If you are looking for a legal mystery, try Defending Jacob about a District Attorney whose son is accused of murdering a classmate. In keeping with the family reading ties, my brother borrowed it when he was last home, drove it to Louisville for Easter and I flew it back to Brooklyn. It’s the kind of book you can read really quickly but then you are left considering all of the ethical dilemmas long after the end of the story. My summer reading list is being developed in part from a facebook conversation I’ve been having with a few of my cousins. There is something I love about literary lineage. My summer reading list will be posted tomorrow, June 1!
The latest from my mom’s stack is called Loving Frank by Nancy Horan, based on a true story: Frank Lloyd Wright’s affair with a married woman, Mamah Cheney who he met while designing her home in Oak Park, Illinois. It is told from Mamah’s perspective and hosts its own number of ethical dilemmas. It reminded me a lot of The Paris Wife, only in this story, it is the woman who leaves her family to pursue personal, artistic growth. Horan writes it as a story Mamah tells in a quest to process her decisions and perhaps feel understood: “It has always been on the written page that the world has come into focus for me. If I can piece all these bits of memory together with the diaries and letters and the scribbled thoughts that clutter my mind and bookshelves, then maybe I can explain what happened. Maybe the worlds I have inhabited for the past seven years will assume order and logic and wholeness on paper. Maybe I can tell my story in a way that is useful to someone else.”
Throughout the book Mamah battled judgement from most, and to be honest, it was difficult to see past the fact that she abandoned her children–which was part of the tension I imagine Horan wanted to create. What was interesting was the way the media was still at work in those days, publically scandalizing the affair in newspapers–and blaming Mamah for her corruption of Frank Lloyd-Wright.
I suppose one of the questions I was left thinking about was: what is enough? Mamah’s umarried sister who had an apartment in the Cheney house was left with child-rearing duties confronted her sister with this truth near the end of the book: “You had everything. You had a wonderful man who adored you, beautiful healthy children.
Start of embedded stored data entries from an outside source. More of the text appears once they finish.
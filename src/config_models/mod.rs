pub mod consensus_params;
pub mod network;
use std::fmt::Display;
use std::ops::Add;
use std::ops::Sub;

use serde::Deserialize;
use serde::Serialize;

#[derive(
    Clone, Copy, Debug, Default, PartialEq, Eq, PartialOrd, Ord, Serialize, Deserialize, Hash,
)]
pub struct BlockHeight(u32);

impl BlockHeight {
    pub const fn new(height: u32) -> Self {
        Self(height)
    }

    pub const fn genesis() -> Self {
        Self(0)
    }

    pub fn is_genesis(&self) -> bool {
        self.0 == 0
    }

    pub fn next(&self) -> Self {
        Self(self.0.saturating_add(1))
    }

    pub fn previous(&self) -> Option<Self> {
        self.0.checked_sub(1).map(Self)
    }

    pub const fn value(&self) -> u32 {
        self.0
    }

    /// Little-endian encoding, as committed to in transaction headers.
    pub fn to_le_bytes(self) -> [u8; 4] {
        self.0.to_le_bytes()
    }
}

impl From<u32> for BlockHeight {
    fn from(val: u32) -> Self {
        BlockHeight(val)
    }
}

impl From<BlockHeight> for u32 {
    fn from(bh: BlockHeight) -> Self {
        bh.0
    }
}

impl From<BlockHeight> for u64 {
    fn from(bh: BlockHeight) -> Self {
        u64::from(bh.0)
    }
}

impl Add<u32> for BlockHeight {
    type Output = BlockHeight;

    fn add(self, rhs: u32) -> Self::Output {
        Self(self.0.saturating_add(rhs))
    }
}

impl Sub for BlockHeight {
    type Output = i64;

    fn sub(self, rhs: Self) -> Self::Output {
        i64::from(self.0) - i64::from(rhs.0)
    }
}

impl Display for BlockHeight {
    fn fmt(&self, f: &mut std::fmt::Formatter<'_>) -> std::fmt::Result {
        write!(f, "{}", self.0)
    }
}
//! These are types used in the tx_initiation public API, including inputs,
//! outputs, collaborators and errors.
//!
//! They are exported here in one location for caller convenience.

pub use crate::config_models::consensus_params::ConsensusParams;
pub use crate::config_models::consensus_params::NetworkUpgrade;
pub use crate::config_models::network::Network;
pub use crate::models::blockchain::amount::Amount;
pub use crate::models::blockchain::block_height::BlockHeight;
pub use crate::models::blockchain::digest::Hash256;
pub use crate::models::blockchain::shielded::bundle::AuthorizedBundle;
pub use crate::models::blockchain::shielded::bundle::BundleBackend;
pub use crate::models::blockchain::shielded::bundle::BundleError;
pub use crate::models::blockchain::shielded::bundle::OrchardBackend;
pub use crate::models::blockchain::shielded::bundle::Recipient;
pub use crate::models::blockchain::shielded::bundle::SaplingBackend;
pub use crate::models::blockchain::shielded::bundle::SpendInfo;
pub use crate::models::blockchain::shielded::bundle::UnauthorizedBundle;
pub use crate::models::blockchain::shielded::orchard::OrchardRawAddress;
pub use crate::models::blockchain::shielded::orchard::OrchardSpendingKey;
pub use crate::models::blockchain::shielded::sapling::SaplingExtendedSpendingKey;
pub use crate::models::blockchain::shielded::sapling::SaplingPaymentAddress;
pub use crate::models::blockchain::shielded::Memo;
pub use crate::models::blockchain::shielded::OutgoingViewingKey;
pub use crate::models::blockchain::shielded::ShieldedPool;
pub use crate::models::blockchain::sprout::joinsplit::JsDescription;
pub use crate::models::blockchain::sprout::keys::SproutPaymentAddress;
pub use crate::models::blockchain::sprout::keys::SproutSpendingKey;
pub use crate::models::blockchain::sprout::merkle_tree::SproutMerkleTree;
pub use crate::models::blockchain::sprout::merkle_tree::SproutWitness;
pub use crate::models::blockchain::sprout::note::SproutNote;
pub use crate::models::blockchain::sprout::prover::JoinSplitStatement;
pub use crate::models::blockchain::sprout::prover::ProofError;
pub use crate::models::blockchain::sprout::prover::SproutProof;
pub use crate::models::blockchain::sprout::prover::SproutProver;
pub use crate::models::blockchain::transaction::transparent::OutPoint;
pub use crate::models::blockchain::transaction::transparent::Script;
pub use crate::models::blockchain::transaction::transparent::TransparentAddress;
pub use crate::models::blockchain::transaction::Transaction;
pub use crate::models::blockchain::transaction::TxVersion;
pub use crate::models::state::wallet::change_policy::ChangeDestination;
pub use crate::models::state::wallet::keystore::InMemoryKeyStore;
pub use crate::models::state::wallet::keystore::KeyStore;
pub use crate::models::state::wallet::keystore::TransparentSecretKey;
pub use crate::models::state::wallet::sprout_tree_view::InMemorySproutTrees;
pub use crate::models::state::wallet::sprout_tree_view::SproutTreeView;
pub use crate::tx_initiation::builder::transaction_builder::TransactionBuilder;
pub use crate::tx_initiation::builder::transaction_builder::DEFAULT_FEE;
pub use crate::tx_initiation::builder::transaction_builder_result::TransactionBuilderResult;
pub use crate::tx_initiation::error::AddError;
pub use crate::tx_initiation::error::BuildError;
pub use crate::tx_initiation::error::JoinSplitError;
pub use crate::tx_initiation::error::PoolConflict;
pub use crate::tx_initiation::error::ShieldedAction;
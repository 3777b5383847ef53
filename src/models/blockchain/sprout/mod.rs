//! The Sprout shielded pool: keys, notes, note encryption, the note
//! commitment tree and JoinSplit descriptions.

pub mod joinsplit;
pub mod keys;
pub mod merkle_tree;
pub mod note;
pub mod note_encryption;
pub(crate) mod prf;
pub mod prover;
// If code coverage tool `cargo-llvm-cov` is running with the nightly toolchain,
// enable the unstable “coverage” attribute. This allows using the annotation
// `#[coverage(off)]` to explicitly exclude certain parts of the code from
// being considered as “code under test.” Most prominently, the annotation
// should be added to every `#[cfg(test)]` module. Since the “coverage”
// feature is enable only conditionally, the annotation to use is:
// `#[cfg_attr(coverage_nightly, coverage(off))]`.
//
// See also:
// - https://github.com/taiki-e/cargo-llvm-cov#exclude-code-from-coverage
// - https://github.com/rust-lang/rust/issues/84605
#![cfg_attr(coverage_nightly, feature(coverage_attribute))]

//! Shielded transaction construction for Komodo/Zcash lineage full nodes.
//!
//! [TransactionBuilder](tx_initiation::builder::transaction_builder::TransactionBuilder)
//! assembles one value-balanced transaction from transparent coins and
//! Sprout, Sapling and Orchard notes. Sprout spends and payments are packed
//! into chained 2-in/2-out JoinSplits.
//!
//! The proving systems are not part of this crate. Sapling and Orchard
//! bundles are produced by a
//! [BundleBackend](models::blockchain::shielded::bundle::BundleBackend) and
//! Sprout proofs by a
//! [SproutProver](models::blockchain::sprout::prover::SproutProver).
//!
//! Most callers only need [tx_initiation::export].

pub mod config_models;
pub mod models;
pub mod tx_initiation;

#[cfg(any(test, feature = "mock-backends"))]
#[cfg_attr(coverage_nightly, coverage(off))]
pub mod mock;
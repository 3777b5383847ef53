pub mod amount;
pub mod block_height;
pub mod digest;
pub mod shielded;
pub mod sprout;
pub mod transaction;
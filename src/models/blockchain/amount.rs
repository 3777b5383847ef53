use std::fmt::Display;
use std::iter::Sum;
use std::ops::Add;
use std::ops::Neg;
use std::ops::Sub;

use num_traits::CheckedAdd;
use num_traits::CheckedSub;
use num_traits::Zero;
use serde::Deserialize;
use serde::Serialize;

/// Number of zatoshis in one coin.
pub const COIN: i64 = 100_000_000;

/// The largest amount any single value field may carry.
pub const MAX_MONEY: i64 = 200_000_000 * COIN;

/// `Amount` records a signed quantity of zatoshis.
///
/// Value fields in transactions are non-negative and bounded by
/// [`MAX_MONEY`]; intermediate sums (value balances, change) may be negative,
/// which is why the representation is signed. `checked_add` and `checked_sub`
/// refuse results outside of `[-MAX_MONEY, MAX_MONEY]`. Use them for anything
/// derived from caller input; the plain operators do no range checking.
#[derive(Clone, Copy, Debug, Default, PartialEq, Eq, PartialOrd, Ord, Hash, Serialize, Deserialize)]
pub struct Amount(i64);

impl Amount {
    pub const ZERO: Self = Self(0);

    pub const fn from_zat(zat: i64) -> Self {
        Self(zat)
    }

    pub const fn to_zat(self) -> i64 {
        self.0
    }

    pub fn max_money() -> Self {
        Self(MAX_MONEY)
    }

    /// Is this a valid value for a single output or input?
    pub fn in_money_range(&self) -> bool {
        (0..=MAX_MONEY).contains(&self.0)
    }

    pub fn is_negative(&self) -> bool {
        self.0.is_negative()
    }

    pub fn is_positive(&self) -> bool {
        self.0.is_positive()
    }

    /// Value encoding used inside note plaintexts and signature hashes.
    pub fn to_le_bytes(self) -> [u8; 8] {
        self.0.to_le_bytes()
    }

    /// Parse an unsigned 64-bit value, as stored in a note plaintext.
    pub fn from_u64(value: u64) -> Option<Self> {
        i64::try_from(value)
            .ok()
            .map(Self)
            .filter(|a| a.in_money_range())
    }
}

impl Display for Amount {
    /// Formats with at least two and at most eight decimals, e.g. `0.0001`,
    /// `12.50` or `-3.00`.
    fn fmt(&self, f: &mut std::fmt::Formatter<'_>) -> std::fmt::Result {
        let n_abs = self.0.unsigned_abs();
        let coin = COIN.unsigned_abs();
        let digits = format!("{:08}", n_abs % coin);
        let decimals = digits.trim_end_matches('0');
        let decimals = if decimals.len() < 2 {
            &digits[..2]
        } else {
            decimals
        };
        let sign = if self.is_negative() { "-" } else { "" };
        write!(f, "{}{}.{}", sign, n_abs / coin, decimals)
    }
}

impl Add for Amount {
    type Output = Self;

    fn add(self, rhs: Self) -> Self::Output {
        Self(self.0 + rhs.0)
    }
}

impl Sub for Amount {
    type Output = Self;

    fn sub(self, rhs: Self) -> Self::Output {
        Self(self.0 - rhs.0)
    }
}

impl Neg for Amount {
    type Output = Self;

    fn neg(self) -> Self::Output {
        Self(-self.0)
    }
}

impl Sum for Amount {
    fn sum<I: Iterator<Item = Self>>(iter: I) -> Self {
        Amount(iter.map(|a| a.0).sum())
    }
}

impl CheckedAdd for Amount {
    /// Return Some(self+other) if the result lies in `[-MAX_MONEY, MAX_MONEY]`.
    fn checked_add(&self, v: &Self) -> Option<Self> {
        self.0
            .checked_add(v.0)
            .filter(|sum| (-MAX_MONEY..=MAX_MONEY).contains(sum))
            .map(Self)
    }
}

impl CheckedSub for Amount {
    /// Return Some(self-other) if the result lies in `[-MAX_MONEY, MAX_MONEY]`.
    fn checked_sub(&self, v: &Self) -> Option<Self> {
        self.0
            .checked_sub(v.0)
            .filter(|diff| (-MAX_MONEY..=MAX_MONEY).contains(diff))
            .map(Self)
    }
}

impl Zero for Amount {
    fn zero() -> Self {
        Amount(0)
    }

    fn is_zero(&self) -> bool {
        self.0 == 0
    }
}

/// Sum amounts with range checking, `None` on overflow.
pub fn checked_sum<I: IntoIterator<Item = Amount>>(amounts: I) -> Option<Amount> {
    amounts
        .into_iter()
        .try_fold(Amount::ZERO, |acc, a| acc.checked_add(&a))
}

#[cfg(test)]
mod tests {
    use proptest::prop_assert_eq;
    use test_strategy::proptest;

    use super::*;

    #[test]
    fn display_trims_trailing_zeros_but_keeps_two_decimals() {
        assert_eq!("0.0001", Amount::from_zat(10_000).to_string());
        assert_eq!("1.00", Amount::from_zat(COIN).to_string());
        assert_eq!("12.50", Amount::from_zat(1_250_000_000).to_string());
        assert_eq!("-3.00", Amount::from_zat(-3 * COIN).to_string());
        assert_eq!("0.00000001", Amount::from_zat(1).to_string());
    }

    #[test]
    fn money_range() {
        assert!(Amount::ZERO.in_money_range());
        assert!(Amount::max_money().in_money_range());
        assert!(!Amount::from_zat(-1).in_money_range());
        assert!(!Amount::from_zat(MAX_MONEY + 1).in_money_range());
    }

    #[test]
    fn checked_arithmetic_refuses_out_of_range() {
        let max = Amount::max_money();
        assert!(max.checked_add(&Amount::from_zat(1)).is_none());
        assert!((-max).checked_sub(&Amount::from_zat(1)).is_none());
        assert_eq!(
            Some(Amount::from_zat(-5)),
            Amount::from_zat(5).checked_sub(&Amount::from_zat(10))
        );
        assert!(checked_sum([max, max]).is_none());
        assert_eq!(Some(Amount::from_zat(3)), checked_sum([Amount::from_zat(1), Amount::from_zat(2)]));
    }

    #[test]
    fn u64_conversion_is_range_checked() {
        assert_eq!(Some(Amount::from_zat(42)), Amount::from_u64(42));
        assert!(Amount::from_u64(u64::MAX).is_none());
        assert!(Amount::from_u64(MAX_MONEY as u64 + 1).is_none());
    }

    #[proptest]
    fn checked_add_stays_within_money_range(
        #[strategy(-MAX_MONEY..=MAX_MONEY)] a: i64,
        #[strategy(-MAX_MONEY..=MAX_MONEY)] b: i64,
    ) {
        let expected = Some(a + b)
            .filter(|sum| (-MAX_MONEY..=MAX_MONEY).contains(sum))
            .map(Amount::from_zat);
        prop_assert_eq!(expected, Amount::from_zat(a).checked_add(&Amount::from_zat(b)));
    }
}
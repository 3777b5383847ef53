use serde::Deserialize;
use serde::Serialize;

use crate::models::blockchain::shielded::orchard::OrchardRawAddress;
use crate::models::blockchain::shielded::sapling::SaplingPaymentAddress;
use crate::models::blockchain::shielded::OutgoingViewingKey;
use crate::models::blockchain::sprout::keys::SproutPaymentAddress;
use crate::models::blockchain::transaction::transparent::TransparentAddress;

/// specifies where change goes when the inputs exceed outputs plus fee.
///
/// A builder holds at most one destination; setting a new one replaces the
/// previous. Without one, change falls back to the first shielded spend
/// address. Transparent addresses are only ever used when set explicitly.
#[derive(Debug, Clone, PartialEq, Eq, Serialize, Deserialize, strum::EnumIs)]
pub enum ChangeDestination {
    Transparent(TransparentAddress),

    Sapling {
        ovk: OutgoingViewingKey,
        address: SaplingPaymentAddress,
    },

    Orchard {
        ovk: OutgoingViewingKey,
        address: OrchardRawAddress,
    },

    Sprout(SproutPaymentAddress),
}

impl ChangeDestination {
    /// instantiate `Transparent` variant
    pub fn transparent(address: TransparentAddress) -> Self {
        Self::Transparent(address)
    }

    /// instantiate `Sapling` variant
    pub fn sapling(ovk: OutgoingViewingKey, address: SaplingPaymentAddress) -> Self {
        Self::Sapling { ovk, address }
    }

    /// instantiate `Orchard` variant
    pub fn orchard(ovk: OutgoingViewingKey, address: OrchardRawAddress) -> Self {
        Self::Orchard { ovk, address }
    }

    /// instantiate `Sprout` variant
    pub fn sprout(address: SproutPaymentAddress) -> Self {
        Self::Sprout(address)
    }
}
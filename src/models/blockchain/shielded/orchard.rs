use std::fmt;

use serde::Deserialize;
use serde::Serialize;

use crate::models::blockchain::digest::byte_array;

pub const RAW_ADDRESS_SIZE: usize = 43;

#[derive(Clone, PartialEq, Eq, Serialize, Deserialize)]
pub struct OrchardSpendingKey([u8; 32]);

impl OrchardSpendingKey {
    pub fn from_bytes(bytes: [u8; 32]) -> Self {
        Self(bytes)
    }

    pub fn as_bytes(&self) -> &[u8; 32] {
        &self.0
    }
}

impl AsRef<[u8]> for OrchardSpendingKey {
    fn as_ref(&self) -> &[u8] {
        &self.0
    }
}

impl fmt::Debug for OrchardSpendingKey {
    fn fmt(&self, f: &mut fmt::Formatter<'_>) -> fmt::Result {
        f.write_str("OrchardSpendingKey(..)")
    }
}

/// Orchard raw address: diversifier (11 bytes) || pk_d (32 bytes).
#[derive(Clone, PartialEq, Eq, Hash, Serialize, Deserialize)]
pub struct OrchardRawAddress(#[serde(with = "byte_array")] [u8; RAW_ADDRESS_SIZE]);

impl OrchardRawAddress {
    pub fn from_bytes(bytes: [u8; RAW_ADDRESS_SIZE]) -> Self {
        Self(bytes)
    }

    pub fn as_bytes(&self) -> &[u8; RAW_ADDRESS_SIZE] {
        &self.0
    }
}

impl fmt::Debug for OrchardRawAddress {
    fn fmt(&self, f: &mut fmt::Formatter<'_>) -> fmt::Result {
        write!(f, "OrchardRawAddress({})", hex::encode(self.0))
    }
}
use std::collections::HashMap;
use std::fmt;

use crate::models::blockchain::digest::Hash256;
use crate::models::blockchain::sprout::merkle_tree::SproutMerkleTree;

/// Read access to the Sprout note commitment trees the chain has committed
/// to, keyed by their root.
pub trait SproutTreeView: fmt::Debug + Send + Sync {
    fn sprout_tree_at(&self, anchor: &Hash256) -> Option<SproutMerkleTree>;
}

/// Committed trees held in memory.
#[derive(Debug, Clone, Default)]
pub struct InMemorySproutTrees {
    trees: HashMap<Hash256, SproutMerkleTree>,
}

impl InMemorySproutTrees {
    pub fn new() -> Self {
        Default::default()
    }

    /// Record `tree` under its current root, returning that root.
    pub fn insert(&mut self, tree: SproutMerkleTree) -> Hash256 {
        let root = tree.root();
        self.trees.insert(root, tree);
        root
    }
}

impl SproutTreeView for InMemorySproutTrees {
    fn sprout_tree_at(&self, anchor: &Hash256) -> Option<SproutMerkleTree> {
        self.trees.get(anchor).cloned()
    }
}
Freedom. No money worries. A nanny and a housekeeper. You didn’t have to work, and Edwin never asked a thing of you. Do you realize what you gave up for Frank Wright? The kind of life most women– most feminists– dream of.”
It is interesting to think about where dreams and responsibility intersect, regardless of gender. But, needless to say, I added this book to my list of books that help me process through and understand women’s history. I wanted to end by sharing a list of other titles that have helped me think through that concept:
The Vanishing Act of Esme Lennox by Maggie O’Farrell
The Poisonwood Bible by Barbara Kingsolver
Anna Karenina by Leo Tolstoy
The Awakening by Kate Chopin
Beloved by Toni Morrison
A Room of One’s Own (and every other title by Virginia Woolf)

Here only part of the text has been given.